Source data:
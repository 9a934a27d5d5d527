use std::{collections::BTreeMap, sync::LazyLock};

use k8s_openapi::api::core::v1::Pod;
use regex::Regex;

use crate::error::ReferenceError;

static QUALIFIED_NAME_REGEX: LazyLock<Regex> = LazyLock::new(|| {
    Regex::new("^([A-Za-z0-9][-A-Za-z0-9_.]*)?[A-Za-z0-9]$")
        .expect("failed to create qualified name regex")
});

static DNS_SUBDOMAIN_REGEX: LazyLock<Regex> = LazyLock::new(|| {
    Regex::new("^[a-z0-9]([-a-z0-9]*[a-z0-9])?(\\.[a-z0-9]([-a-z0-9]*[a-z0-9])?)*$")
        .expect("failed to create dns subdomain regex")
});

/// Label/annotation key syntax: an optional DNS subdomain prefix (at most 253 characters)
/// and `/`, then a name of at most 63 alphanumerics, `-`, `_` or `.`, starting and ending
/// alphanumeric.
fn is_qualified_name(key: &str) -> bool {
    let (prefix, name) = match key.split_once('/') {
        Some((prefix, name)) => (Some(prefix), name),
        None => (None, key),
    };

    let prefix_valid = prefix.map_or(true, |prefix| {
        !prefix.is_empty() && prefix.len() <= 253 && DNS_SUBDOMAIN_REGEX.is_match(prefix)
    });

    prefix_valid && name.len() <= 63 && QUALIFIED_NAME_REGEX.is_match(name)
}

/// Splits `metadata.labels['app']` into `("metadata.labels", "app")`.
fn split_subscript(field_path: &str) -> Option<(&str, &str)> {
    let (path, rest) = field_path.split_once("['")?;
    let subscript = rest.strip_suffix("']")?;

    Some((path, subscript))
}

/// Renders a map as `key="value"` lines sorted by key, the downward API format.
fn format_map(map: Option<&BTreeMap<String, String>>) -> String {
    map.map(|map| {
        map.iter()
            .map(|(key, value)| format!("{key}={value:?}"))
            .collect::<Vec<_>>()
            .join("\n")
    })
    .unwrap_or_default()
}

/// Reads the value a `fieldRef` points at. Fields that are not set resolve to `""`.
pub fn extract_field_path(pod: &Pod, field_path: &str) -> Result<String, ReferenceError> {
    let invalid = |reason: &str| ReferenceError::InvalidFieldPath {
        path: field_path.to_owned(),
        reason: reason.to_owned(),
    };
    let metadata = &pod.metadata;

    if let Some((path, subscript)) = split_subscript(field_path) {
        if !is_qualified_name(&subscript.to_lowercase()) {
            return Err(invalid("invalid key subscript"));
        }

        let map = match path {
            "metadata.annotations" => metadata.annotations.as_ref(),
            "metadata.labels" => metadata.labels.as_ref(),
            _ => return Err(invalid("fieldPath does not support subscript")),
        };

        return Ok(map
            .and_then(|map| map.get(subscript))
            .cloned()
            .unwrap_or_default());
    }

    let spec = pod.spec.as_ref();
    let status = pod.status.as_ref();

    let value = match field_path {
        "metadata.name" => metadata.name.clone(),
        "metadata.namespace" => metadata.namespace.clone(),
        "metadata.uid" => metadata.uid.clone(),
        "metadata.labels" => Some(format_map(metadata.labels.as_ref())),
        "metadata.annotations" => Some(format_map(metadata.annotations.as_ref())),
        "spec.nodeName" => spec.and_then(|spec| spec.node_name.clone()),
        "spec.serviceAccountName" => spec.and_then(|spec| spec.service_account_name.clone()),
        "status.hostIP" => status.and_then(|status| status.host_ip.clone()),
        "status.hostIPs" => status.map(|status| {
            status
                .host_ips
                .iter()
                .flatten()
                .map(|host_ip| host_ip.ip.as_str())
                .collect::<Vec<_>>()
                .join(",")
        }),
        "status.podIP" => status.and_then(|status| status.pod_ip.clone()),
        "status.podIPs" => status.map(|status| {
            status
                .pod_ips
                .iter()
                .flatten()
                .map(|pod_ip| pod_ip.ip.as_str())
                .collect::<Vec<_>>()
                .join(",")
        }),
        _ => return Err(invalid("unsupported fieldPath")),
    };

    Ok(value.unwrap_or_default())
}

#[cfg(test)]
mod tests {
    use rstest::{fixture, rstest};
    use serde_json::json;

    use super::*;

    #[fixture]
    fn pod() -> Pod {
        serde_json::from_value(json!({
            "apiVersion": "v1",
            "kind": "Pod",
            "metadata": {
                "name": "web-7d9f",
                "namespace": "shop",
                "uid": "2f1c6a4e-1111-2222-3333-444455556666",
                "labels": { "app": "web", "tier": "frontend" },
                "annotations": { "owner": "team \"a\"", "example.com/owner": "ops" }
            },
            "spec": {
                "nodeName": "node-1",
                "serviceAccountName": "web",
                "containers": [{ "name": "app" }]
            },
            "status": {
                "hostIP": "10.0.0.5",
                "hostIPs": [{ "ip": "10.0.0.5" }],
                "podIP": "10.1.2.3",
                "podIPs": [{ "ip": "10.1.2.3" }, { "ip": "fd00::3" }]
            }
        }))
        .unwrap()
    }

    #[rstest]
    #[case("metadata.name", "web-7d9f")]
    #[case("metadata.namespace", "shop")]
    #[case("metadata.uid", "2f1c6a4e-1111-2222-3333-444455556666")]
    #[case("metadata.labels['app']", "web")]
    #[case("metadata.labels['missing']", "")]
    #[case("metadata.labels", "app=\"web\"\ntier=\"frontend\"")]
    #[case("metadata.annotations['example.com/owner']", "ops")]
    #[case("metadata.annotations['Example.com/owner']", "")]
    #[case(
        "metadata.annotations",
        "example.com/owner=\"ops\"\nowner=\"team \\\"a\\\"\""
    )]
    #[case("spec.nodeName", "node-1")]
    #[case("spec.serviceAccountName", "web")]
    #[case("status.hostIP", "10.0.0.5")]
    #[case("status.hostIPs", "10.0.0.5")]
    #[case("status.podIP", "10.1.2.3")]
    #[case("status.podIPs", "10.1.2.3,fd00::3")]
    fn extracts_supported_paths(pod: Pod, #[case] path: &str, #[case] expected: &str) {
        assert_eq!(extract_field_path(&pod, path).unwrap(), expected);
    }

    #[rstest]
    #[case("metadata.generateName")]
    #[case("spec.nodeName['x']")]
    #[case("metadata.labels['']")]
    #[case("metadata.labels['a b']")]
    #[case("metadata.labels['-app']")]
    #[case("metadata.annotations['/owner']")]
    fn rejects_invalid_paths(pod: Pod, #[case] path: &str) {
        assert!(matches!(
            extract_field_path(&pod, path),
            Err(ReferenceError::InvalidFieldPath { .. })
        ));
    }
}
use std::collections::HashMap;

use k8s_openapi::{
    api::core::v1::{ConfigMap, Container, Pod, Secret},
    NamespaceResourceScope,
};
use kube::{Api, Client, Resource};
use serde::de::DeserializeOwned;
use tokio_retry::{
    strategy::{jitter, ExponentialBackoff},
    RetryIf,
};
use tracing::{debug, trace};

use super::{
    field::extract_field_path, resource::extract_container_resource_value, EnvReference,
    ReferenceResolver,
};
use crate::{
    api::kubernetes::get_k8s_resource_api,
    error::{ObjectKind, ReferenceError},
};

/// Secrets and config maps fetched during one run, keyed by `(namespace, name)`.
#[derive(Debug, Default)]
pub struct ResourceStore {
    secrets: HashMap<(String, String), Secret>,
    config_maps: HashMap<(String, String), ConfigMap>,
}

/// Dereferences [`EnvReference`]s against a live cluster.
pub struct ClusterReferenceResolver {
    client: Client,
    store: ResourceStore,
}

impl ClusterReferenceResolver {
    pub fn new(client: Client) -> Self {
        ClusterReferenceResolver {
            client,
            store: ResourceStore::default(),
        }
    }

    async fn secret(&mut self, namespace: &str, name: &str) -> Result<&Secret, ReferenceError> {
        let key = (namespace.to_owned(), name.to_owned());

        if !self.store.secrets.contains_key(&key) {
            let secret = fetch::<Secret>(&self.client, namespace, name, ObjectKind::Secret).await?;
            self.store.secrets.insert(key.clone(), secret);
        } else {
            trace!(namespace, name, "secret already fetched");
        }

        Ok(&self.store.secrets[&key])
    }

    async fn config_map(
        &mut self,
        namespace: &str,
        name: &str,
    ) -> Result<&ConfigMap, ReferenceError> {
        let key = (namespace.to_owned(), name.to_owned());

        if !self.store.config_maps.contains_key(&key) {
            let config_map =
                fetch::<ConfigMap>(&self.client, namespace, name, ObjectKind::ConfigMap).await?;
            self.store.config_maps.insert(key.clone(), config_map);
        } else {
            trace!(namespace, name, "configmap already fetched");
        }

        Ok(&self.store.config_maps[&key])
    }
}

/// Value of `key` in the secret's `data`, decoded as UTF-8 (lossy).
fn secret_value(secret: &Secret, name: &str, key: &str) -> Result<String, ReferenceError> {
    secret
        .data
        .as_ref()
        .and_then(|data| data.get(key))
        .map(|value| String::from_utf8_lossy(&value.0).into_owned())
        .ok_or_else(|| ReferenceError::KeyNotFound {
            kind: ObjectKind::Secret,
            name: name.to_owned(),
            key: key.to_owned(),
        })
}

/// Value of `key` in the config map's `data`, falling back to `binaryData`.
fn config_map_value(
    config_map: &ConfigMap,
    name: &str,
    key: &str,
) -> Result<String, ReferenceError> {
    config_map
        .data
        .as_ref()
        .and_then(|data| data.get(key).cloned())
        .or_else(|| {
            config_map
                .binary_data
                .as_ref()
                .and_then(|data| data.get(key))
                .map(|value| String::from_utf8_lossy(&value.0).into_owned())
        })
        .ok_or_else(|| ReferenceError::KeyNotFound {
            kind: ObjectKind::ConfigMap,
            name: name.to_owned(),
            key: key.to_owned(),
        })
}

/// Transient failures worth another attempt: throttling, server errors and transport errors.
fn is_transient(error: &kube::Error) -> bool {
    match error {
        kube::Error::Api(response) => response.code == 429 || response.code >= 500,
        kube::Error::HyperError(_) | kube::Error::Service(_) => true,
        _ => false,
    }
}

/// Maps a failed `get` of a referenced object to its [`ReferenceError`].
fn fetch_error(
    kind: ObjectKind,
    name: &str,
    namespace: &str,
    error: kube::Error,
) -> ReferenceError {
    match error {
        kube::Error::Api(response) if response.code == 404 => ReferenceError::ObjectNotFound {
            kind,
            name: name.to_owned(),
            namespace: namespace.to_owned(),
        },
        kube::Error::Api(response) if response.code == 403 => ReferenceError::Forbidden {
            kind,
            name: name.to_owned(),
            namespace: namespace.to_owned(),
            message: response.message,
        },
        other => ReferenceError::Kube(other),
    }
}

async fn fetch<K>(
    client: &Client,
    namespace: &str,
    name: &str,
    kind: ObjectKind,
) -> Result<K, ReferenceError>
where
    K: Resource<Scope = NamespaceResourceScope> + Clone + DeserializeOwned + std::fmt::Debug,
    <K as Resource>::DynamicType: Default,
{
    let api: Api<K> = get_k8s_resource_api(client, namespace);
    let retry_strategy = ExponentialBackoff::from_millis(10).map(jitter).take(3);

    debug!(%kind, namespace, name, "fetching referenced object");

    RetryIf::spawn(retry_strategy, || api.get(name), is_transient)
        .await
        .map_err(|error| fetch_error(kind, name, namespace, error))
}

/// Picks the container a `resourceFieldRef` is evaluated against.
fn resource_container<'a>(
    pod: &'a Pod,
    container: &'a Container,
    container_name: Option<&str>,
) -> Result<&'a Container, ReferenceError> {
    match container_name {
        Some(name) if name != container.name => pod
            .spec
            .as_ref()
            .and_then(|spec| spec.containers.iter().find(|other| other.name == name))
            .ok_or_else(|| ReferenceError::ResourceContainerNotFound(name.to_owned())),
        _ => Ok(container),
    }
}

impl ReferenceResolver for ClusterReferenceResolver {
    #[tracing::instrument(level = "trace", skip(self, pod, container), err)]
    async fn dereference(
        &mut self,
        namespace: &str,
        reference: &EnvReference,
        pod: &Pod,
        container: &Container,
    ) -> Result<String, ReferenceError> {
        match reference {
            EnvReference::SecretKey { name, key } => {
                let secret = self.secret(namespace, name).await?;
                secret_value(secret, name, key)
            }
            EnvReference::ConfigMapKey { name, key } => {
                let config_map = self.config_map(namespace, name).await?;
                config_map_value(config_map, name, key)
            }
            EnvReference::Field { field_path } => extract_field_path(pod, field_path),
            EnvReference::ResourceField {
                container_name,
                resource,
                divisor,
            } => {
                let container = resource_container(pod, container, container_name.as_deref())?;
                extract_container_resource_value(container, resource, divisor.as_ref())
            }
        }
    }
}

Your goal:
Emit, unaltered, the lines from the top of the listing down through the line that holds "most 253 characters)"; emit nothing else.

Response below:
repository 9a934a27d5d5d527
use std::{collections::BTreeMap, sync::LazyLock};

use k8s_openapi::api::core::v1::Pod;
use regex::Regex;

use crate::error::ReferenceError;

static QUALIFIED_NAME_REGEX: LazyLock<Regex> = LazyLock::new(|| {
    Regex::new("^([A-Za-z0-9][-A-Za-z0-9_.]*)?[A-Za-z0-9]$")
        .expect("failed to create qualified name regex")
});

static DNS_SUBDOMAIN_REGEX: LazyLock<Regex> = LazyLock::new(|| {
    Regex::new("^[a-z0-9]([-a-z0-9]*[a-z0-9])?(\\.[a-z0-9]([-a-z0-9]*[a-z0-9])?)*$")
        .expect("failed to create dns subdomain regex")
});

/// Label/annotation key syntax: an optional DNS subdomain prefix (at most 253 characters)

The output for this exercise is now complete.